### [Work order]
Retype the records exactly, with nothing added or dropped.

### [Data supplied]
****************************************
//! RainSafe Backend Server
//!
//! Hybrid flood risk assessment for a geographic point.
//!
//! # Architecture
//!
//! ```text
//! ┌─────────────────────────────────────────────────────────────┐
//! │                      RAINSAFE SERVER                        │
//! ├─────────────────────────────────────────────────────────────┤
//! │  ┌───────────┐  ┌──────────────────────────────────────┐    │
//! │  │  API      │  │  RiskAssessor                        │    │
//! │  │  (Axum)   │──│  reports ‖ weather+zones → classifier│    │
//! │  │           │  │  → reconcile → audit trail           │    │
//! │  └─────┬─────┘  └───────┬──────────────┬───────────────┘    │
//! │        │                │              │                    │
//! │        ▼                ▼              ▼                    │
//! │  ┌─────────────┐  ┌───────────┐  ┌──────────────────┐       │
//! │  │ PostgreSQL  │  │ OWM /     │  │ ONNX model +     │       │
//! │  │ (reports,   │  │ Nominatim │  │ flood zones      │       │
//! │  │  alerts)    │  │           │  │ (loaded once)    │       │
//! │  └─────────────┘  └───────────┘  └──────────────────┘       │
//! └─────────────────────────────────────────────────────────────┘
//! ```

mod config;
mod db;
mod models;
mod handlers;
mod error;
mod logic;

use std::net::SocketAddr;
use std::sync::Arc;

use anyhow::Context;
use axum::{
    Router,
    routing::{get, post},
};
use tower_http::{
    cors::{CorsLayer, Any},
    trace::TraceLayer,
    compression::CompressionLayer,
};
use tracing_subscriber::{layer::SubscriberExt, util::SubscriberInitExt};

use logic::alerts::AlertDispatcher;
use logic::assessment::RiskAssessor;
use logic::geocoder::NominatimGeocoder;
use logic::model::{FloodClassifier, OnnxFloodClassifier};
use logic::reports::ReportStore;
use logic::weather::OpenWeatherProvider;
use logic::zones::ZoneChecker;
use models::{PgAlertStore, PgReportStore};

pub use error::{AppError, AppResult};

#[tokio::main]
async fn main() -> anyhow::Result<()> {
    // Load configuration
    dotenvy::dotenv().ok();

    let config = config::Config::from_env();

    // Initialize logging (JSON lines in production)
    let registry = tracing_subscriber::registry()
        .with(tracing_subscriber::EnvFilter::try_from_default_env()
            .unwrap_or_else(|_| "rainsafe_server=debug,tower_http=debug".into()));
    if config.is_production() {
        registry.with(tracing_subscriber::fmt::layer().json()).init();
    } else {
        registry.with(tracing_subscriber::fmt::layer()).init();
    }

    tracing::info!("RainSafe Server starting ({})...", config.environment);
    tracing::info!("Database: {}", config.database_url.split('@').last().unwrap_or("***"));

    // Initialize database pool
    let pool = db::create_pool(&config.database_url).await
        .context("Failed to create database pool")?;

    tracing::info!("Running database migrations...");
    db::run_migrations(&pool).await
        .context("Failed to run migrations")?;

    // An empty or missing zone set must stop startup
    let zones = ZoneChecker::load(&config.flood_zones_path)
        .with_context(|| format!("Failed to load flood zones from {}", config.flood_zones_path))?;

    let classifier: Option<Arc<dyn FloodClassifier>> =
        match OnnxFloodClassifier::load(&config.model_dir) {
            Ok(model) => {
                tracing::info!("✅ Flood classifier ready");
                Some(Arc::new(model))
            }
            Err(e) => {
                tracing::warn!("Flood classifier unavailable ({}). Running without ML predictions.", e);
                None
            }
        };

    let weather = OpenWeatherProvider::new(config.weather_config())
        .context("Failed to build weather client")?;
    if !weather.is_configured() {
        tracing::warn!("OPENWEATHER_API_KEY not set; weather features will use defaults");
    }

    let geocoder = NominatimGeocoder::new(config.nominatim_url.clone(), config.weather_timeout_secs)
        .context("Failed to build geocoder client")?;

    let reports: Arc<dyn ReportStore> = Arc::new(PgReportStore::new(pool.clone()));
    let assessor = RiskAssessor::new(
        Arc::clone(&reports),
        Arc::new(weather),
        Arc::new(zones),
        classifier,
        config.assessor_settings(),
    );
    let alerts = AlertDispatcher::new(Arc::new(PgAlertStore::new(pool)), Arc::new(geocoder));

    // Build application state
    let state = AppState {
        config: config.clone(),
        reports,
        assessor: Arc::new(assessor),
        alerts: Arc::new(alerts),
    };

    // Build router
    let app = create_router(state);

    // Start server
    let addr = SocketAddr::from(([0, 0, 0, 0], config.port));
    tracing::info!("🚀 Server listening on http://{}", addr);

    let listener = tokio::net::TcpListener::bind(addr).await
        .with_context(|| format!("Failed to bind {}", addr))?;
    axum::serve(listener, app).await
        .context("Server error")?;

    Ok(())
}

/// Shared application state
#[derive(Clone)]
pub struct AppState {
    pub config: config::Config,
    pub reports: Arc<dyn ReportStore>,
    pub assessor: Arc<RiskAssessor>,
    pub alerts: Arc<AlertDispatcher>,
}

/// Create the main router with all routes
fn create_router(state: AppState) -> Router {
    Router::new()
        .route("/health", get(handlers::health::check))
        .route("/risk", get(handlers::risk::assess))
        .route("/report", post(handlers::reports::create))
        .route("/reports/nearby", get(handlers::reports::nearby))
        .route("/dashboard-data", get(handlers::dashboard::data))
        .route("/alerts", get(handlers::alerts::list).post(handlers::alerts::create))
        .fallback(handlers::not_found)
        .layer(CompressionLayer::new())
        .layer(TraceLayer::new_for_http())
        .layer(
            CorsLayer::new()
                .allow_origin(Any)
                .allow_methods(Any)
                .allow_headers(Any)
        )
        .with_state(state)
}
****************************************
### [Finished task]
//! RainSafe Backend Server
//!
//! Hybrid flood risk assessment for a geographic point.
//!
//! # Architecture
//!
//! ```text
//! ┌─────────────────────────────────────────────────────────────┐
//! │                      RAINSAFE SERVER                        │
//! ├─────────────────────────────────────────────────────────────┤
//! │  ┌───────────┐  ┌──────────────────────────────────────┐    │
//! │  │  API      │  │  RiskAssessor                        │    │
//! │  │  (Axum)   │──│  reports ‖ weather+zones → classifier│    │
//! │  │           │  │  → reconcile → audit trail           │    │
//! │  └─────┬─────┘  └───────┬──────────────┬───────────────┘    │
//! │        │                │              │                    │
//! │        ▼                ▼              ▼                    │
//! │  ┌─────────────┐  ┌───────────┐  ┌──────────────────┐       │
//! │  │ PostgreSQL  │  │ OWM /     │  │ ONNX model +     │       │
//! │  │ (reports,   │  │ Nominatim │  │ flood zones      │       │
//! │  │  alerts)    │  │           │  │ (loaded once)    │       │
//! │  └─────────────┘  └───────────┘  └──────────────────┘       │
//! └─────────────────────────────────────────────────────────────┘
//! ```

mod config;
mod db;
mod models;
mod handlers;
mod error;
mod logic;

use std::net::SocketAddr;
use std::sync::Arc;

use anyhow::Context;
use axum::{
    Router,
    routing::{get, post},
};
use tower_http::{
    cors::{CorsLayer, Any},
    trace::TraceLayer,
    compression::CompressionLayer,
};
use tracing_subscriber::{layer::SubscriberExt, util::SubscriberInitExt};

use logic::alerts::AlertDispatcher;
use logic::assessment::RiskAssessor;
use logic::geocoder::NominatimGeocoder;
use logic::model::{FloodClassifier, OnnxFloodClassifier};
use logic::reports::ReportStore;
use logic::weather::OpenWeatherProvider;
use logic::zones::ZoneChecker;
use models::{PgAlertStore, PgReportStore};

pub use error::{AppError, AppResult};

#[tokio::main]
async fn main() -> anyhow::Result<()> {
    // Load configuration
    dotenvy::dotenv().ok();

    let config = config::Config::from_env();

    // Initialize logging (JSON lines in production)
    let registry = tracing_subscriber::registry()
        .with(tracing_subscriber::EnvFilter::try_from_default_env()
            .unwrap_or_else(|_| "rainsafe_server=debug,tower_http=debug".into()));
    if config.is_production() {
        registry.with(tracing_subscriber::fmt::layer().json()).init();
    } else {
        registry.with(tracing_subscriber::fmt::layer()).init();
    }

    tracing::info!("RainSafe Server starting ({})...", config.environment);
    tracing::info!("Database: {}", config.database_url.split('@').last().unwrap_or("***"));

    // Initialize database pool
    let pool = db::create_pool(&config.database_url).await
        .context("Failed to create database pool")?;

    tracing::info!("Running database migrations...");
    db::run_migrations(&pool).await
        .context("Failed to run migrations")?;

    // An empty or missing zone set must stop startup
    let zones = ZoneChecker::load(&config.flood_zones_path)
        .with_context(|| format!("Failed to load flood zones from {}", config.flood_zones_path))?;

    let classifier: Option<Arc<dyn FloodClassifier>> =
        match OnnxFloodClassifier::load(&config.model_dir) {
            Ok(model) => {
                tracing::info!("✅ Flood classifier ready");
                Some(Arc::new(model))
            }
            Err(e) => {
                tracing::warn!("Flood classifier unavailable ({}). Running without ML predictions.", e);
                None
            }
        };

    let weather = OpenWeatherProvider::new(config.weather_config())
        .context("Failed to build weather client")?;
    if !weather.is_configured() {
        tracing::warn!("OPENWEATHER_API_KEY not set; weather features will use defaults");
    }

    let geocoder = NominatimGeocoder::new(config.nominatim_url.clone(), config.weather_timeout_secs)
        .context("Failed to build geocoder client")?;

    let reports: Arc<dyn ReportStore> = Arc::new(PgReportStore::new(pool.clone()));
    let assessor = RiskAssessor::new(
        Arc::clone(&reports),
        Arc::new(weather),
        Arc::new(zones),
        classifier,
        config.assessor_settings(),
    );
    let alerts = AlertDispatcher::new(Arc::new(PgAlertStore::new(pool)), Arc::new(geocoder));

    // Build application state
    let state = AppState {
        config: config.clone(),
        reports,
        assessor: Arc::new(assessor),
        alerts: Arc::new(alerts),
    };

    // Build router
    let app = create_router(state);

    // Start server
    let addr = SocketAddr::from(([0, 0, 0, 0], config.port));
    tracing::info!("🚀 Server listening on http://{}", addr);

    let listener = tokio::net::TcpListener::bind(addr).await
        .with_context(|| format!("Failed to bind {}", addr))?;
    axum::serve(listener, app).await
        .context("Server error")?;

    Ok(())
}

/// Shared application state
#[derive(Clone)]
pub struct AppState {
    pub config: config::Config,
    pub reports: Arc<dyn ReportStore>,
    pub assessor: Arc<RiskAssessor>,
    pub alerts: Arc<AlertDispatcher>,
}

/// Create the main router with all routes
fn create_router(state: AppState) -> Router {
    Router::new()
        .route("/health", get(handlers::health::check))
        .route("/risk", get(handlers::risk::assess))
        .route("/report", post(handlers::reports::create))
        .route("/reports/nearby", get(handlers::reports::nearby))
        .route("/dashboard-data", get(handlers::dashboard::data))
        .route("/alerts", get(handlers::alerts::list).post(handlers::alerts::create))
        .fallback(handlers::not_found)
        .layer(CompressionLayer::new())
        .layer(TraceLayer::new_for_http())
        .layer(
            CorsLayer::new()
                .allow_origin(Any)
                .allow_methods(Any)
                .allow_headers(Any)
        )
        .with_state(state)
}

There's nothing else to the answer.